When we talk about steampunk, you may well ask “why steam?”, just as you may ask “why punk?”. Well, the first one is easy: 19th century was running on steam. Although steam engine was invented in the 18th century (by James Watt, he patented it in 1781), steam was a symbol of progress throughout the whole 19th century – and that is the time steampunk is aiming at. This punk thing is a bit more difficult, but, let’s say that it has something to do with disruptive, wild and a bit anarchic times in history, when the world is rapidly changing, never to go back – which is also a characteristic of 19th century. Just think about it – Napoleon wars, 1848, 1868, Communist Manifesto… It was also time of many great inventions, which have led general public to talk and think about what will the world of tomorrow look like with all those changes that technology and science were bringing. So, in essence, steampunk is taking our digital world and putting it into the Victorian age.

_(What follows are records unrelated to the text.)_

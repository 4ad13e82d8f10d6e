use yew::prelude::*;
use yew_router::prelude::*;

use crate::components::about::About;
use crate::components::clients::Clients;
use crate::components::contact::Contact;
use crate::components::footer::Footer;
use crate::components::hero::Hero;
use crate::components::projects::Projects;
use crate::components::scroll_top_button::ScrollTopButton;
use crate::components::services::Services;
use crate::components::stats::Stats;
use crate::Route;

#[function_component(Home)]
pub fn home() -> Html {
    html! {
        <main class="home">
            <Hero />
            <Services />
            <About />
            <Stats />
            <Projects />
            <Clients />
            <Contact />
            <Footer />
            <ScrollTopButton />
        </main>
    }
}

#[function_component(NotFound)]
pub fn not_found() -> Html {
    html! {
        <div class="not-found">
            <h2>{"Page not found"}</h2>
            <Link<Route> to={Route::Home} classes="back-link">
                {"Back to Home"}
            </Link<Route>>
            <style>
                {r#"
                .not-found {
                    min-height: 100vh;
                    display: flex;
                    flex-direction: column;
                    align-items: center;
                    justify-content: center;
                    gap: 1rem;
                }
                .not-found .back-link {
                    color: #eab308;
                    font-weight: 600;
                    text-decoration: none;
                }
                "#}
            </style>
        </div>
    }
}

Alternative histories are highly popular genre both in literature and film nowadays, because they cleverly connect our time both with the past and the future. Some of the most famous alternative histories are completely dark and dystopian – in science fiction, Philip K. Dick was a true master of this genre. His must-read classic The Man in the High Castle talks about how the world would have looked like if Nazis have won in the Second World War. (Actually, erase that “must-read”, that’s pleonasm: almost every Philip K. Dick’s novel is a must-read, it goes without saying). Another well known SF work is William Gibson and Bruce Sterling’s The Difference Engine, which contemplates on what would have happened if computers were invented in 19th century. This transferring of technologies into the past is the common theme in alternative histories, so it’s also the contact point with steampunk.
If you are looking for a quick explanation of what is cyberpunk, and you haven’t read William Gibson’s Neuromancer, we have two words for you: Blade Runner. This 1982 movie brings almost everything that is characteristic for cyberpunk, which could be summarized as “high tech and low life” (By the way, do you know whose novel was used as a base for Blade Runner? Yes, you’ve guessed it: Philip K. Dick’s – a 1968 novel named Do Androids Dream of Electric Sheep?; seriously, this guy was a genius.). In cyberpunk’s world, huge multinational companies are ruling the world, commanding governments (sounds familiar?), the middle class is devastated (this, too?), technology has a huge impact on everyone’s life (checked), the planet Earth is polluted and toxic (checked), and society has been degraded to a large group of individuals, that are detached from other human beings… (damn.) Actually, what cyberpunk authors did was to extrapolate the celebrated “virtues” of the seventies and the eighties – greed, consumerism and commercialism. This is why there are so many elements of cyberpunk in our today’s society. Although it might sound strange, even cyberpunk is nostalgic in a way – while it was created, it was just one possibility, one vision of what might come. Sadly, that possibility had become reality, so, cyberpunk has the rare characteristic that it is at the same time depicting both fiction and reality.